On Sun, Feb 2, 2014 at 6:00 AM, Andres Freund <andres@2ndquadrant.com> wrote:
> The changed algorithm for lwlock imo is an *algorithmic* improvement,
> not one for a particular architecture. The advantage being that locking
> a lwlock which is primarily taken in shared mode will never need need to
> wait or loop.
I agree. My point was only that the messaging ought to be that this is
something that those with multi-socket Intel systems should take note
of.
> Yes, that branch is used by some of them. But to make that clear to all
> that are still reading, I have *first* presented the patch & findings to
> -hackers and *then* backported it, and I have referenced the existance
> of the patch for 9.2 on list before. This isn't some kind of "secret
> sauce" deal...
No, of course not. I certainly didn't mean to imply that.
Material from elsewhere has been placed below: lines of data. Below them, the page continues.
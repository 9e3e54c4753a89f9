//! Structural verifier, run after IR generation and after each lowering
//! pass. Catches malformed IR early instead of letting the interpreter or a
//! later pass trip over it.

use crate::error::{Error, Result};

use super::{Module, OpData, OpId, OpKind, ValueDef};

/// Check every structural invariant of the module:
/// blocks end in a terminator, region and operand/result arities match each
/// opcode, every value's definition points back at its definer, and call
/// sites resolve to a defined function.
pub fn verify(module: &Module) -> Result<()> {
    for op in module.ops_preorder() {
        verify_op(module, op)?;
    }
    verify_blocks(module)?;
    Ok(())
}

fn verify_op(module: &Module, op: OpId) -> Result<()> {
    let data = module.op(op);
    let kind = &data.kind;

    if data.regions.len() != kind.num_regions() {
        return Err(Error::Verification(format!(
            "{} owns {} region(s), expected {}",
            kind.name(),
            data.regions.len(),
            kind.num_regions()
        )));
    }
    for &region in &data.regions {
        if module.region(region).blocks.is_empty() {
            return Err(Error::Verification(format!(
                "{} owns a region with no blocks",
                kind.name()
            )));
        }
    }

    check_arity(kind, data)?;

    // Single assignment: each result's def must point back here.
    for (index, &result) in data.results.iter().enumerate() {
        if module.value(result).def != (ValueDef::OpResult { op, index }) {
            return Err(Error::Verification(format!(
                "result {} of {} has a mismatched definition record",
                index,
                kind.name()
            )));
        }
    }

    // Calls must resolve; surfaced as UndefinedFunction, not a generic
    // verification failure, so the caller can report the symbol.
    if let Some(callee) = kind.callee() {
        if module.find_func(callee).is_none() {
            return Err(Error::UndefinedFunction {
                name: callee.to_string(),
                span: None,
            });
        }
    }

    Ok(())
}

/// Expected operand/result counts per opcode. `None` means any count.
fn check_arity(kind: &OpKind, data: &OpData) -> Result<()> {
    let (operands, results): (Option<usize>, Option<usize>) = match kind {
        OpKind::Add
        | OpKind::Sub
        | OpKind::Mul
        | OpKind::LessEq
        | OpKind::AddI
        | OpKind::SubI
        | OpKind::MulI
        | OpKind::AddF
        | OpKind::SubF
        | OpKind::MulF
        | OpKind::CmpI(_)
        | OpKind::CmpF(_)
        | OpKind::And
        | OpKind::Or
        | OpKind::Xor => (Some(2), Some(1)),
        OpKind::Constant(_)
        | OpKind::StringConstant(_)
        | OpKind::ConstInt { .. }
        | OpKind::ConstFloat(_)
        | OpKind::Alloc { .. } => (Some(0), Some(1)),
        OpKind::Print | OpKind::PrintVal | OpKind::PrintChar => (Some(1), Some(0)),
        OpKind::Func { .. } | OpKind::SFunc { .. } => (Some(0), Some(0)),
        OpKind::Call { .. } | OpKind::SCall { .. } => (None, Some(1)),
        OpKind::If | OpKind::SIf => (Some(1), None),
        OpKind::Return | OpKind::SReturn | OpKind::Yield | OpKind::SYield => (None, Some(0)),
        OpKind::Zext => (Some(1), Some(1)),
        OpKind::Select => (Some(3), Some(1)),
        OpKind::Store => (Some(3), Some(0)),
        OpKind::Load => (Some(2), Some(1)),
        OpKind::For => (Some(3), Some(0)),
    };

    if let Some(n) = operands {
        if data.operands.len() != n {
            return Err(Error::Verification(format!(
                "{} has {} operand(s), expected {}",
                kind.name(),
                data.operands.len(),
                n
            )));
        }
    }
    if let Some(n) = results {
        if data.results.len() != n {
            return Err(Error::Verification(format!(
                "{} defines {} result(s), expected {}",
                kind.name(),
                data.results.len(),
                n
            )));
        }
    }
    Ok(())
}

fn verify_blocks(module: &Module) -> Result<()> {
    // Walk blocks through the ops that own them, skipping the root block
    // (it holds function definitions, which are not terminated).
    for op in module.ops_preorder() {
        for &region in &module.op(op).regions {
            for &block in &module.region(region).blocks {
                let ops = &module.block(block).ops;
                match ops.last() {
                    None => {
                        return Err(Error::Verification(format!(
                            "block in {} is empty",
                            module.op(op).kind.name()
                        )))
                    }
                    Some(&last) => {
                        if !module.op(last).kind.is_terminator() {
                            return Err(Error::Verification(format!(
                                "block in {} does not end in a terminator",
                                module.op(op).kind.name()
                            )));
                        }
                    }
                }
                // Terminators may appear only in the final position.
                for &mid in &ops[..ops.len() - 1] {
                    if module.op(mid).kind.is_terminator() {
                        return Err(Error::Verification(format!(
                            "{} appears before the end of its block",
                            module.op(mid).kind.name()
                        )));
                    }
                }
            }
        }
    }
    Ok(())
}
My point was
only that anyone that is affected to the same degree as the party with
the 4 socket server might be left with a very poor impression of
Postgres if we failed to fix the problem. It clearly rises to the
level of a bugfix.
> That might be something to do later, as it *really* can hurt in
> practice. We had one server go from load 240 to 11...
Well, we have to commit something on master first. But it should be a
priority to avoid having this hurt users further, since the problems
are highly predictable for certain types of servers.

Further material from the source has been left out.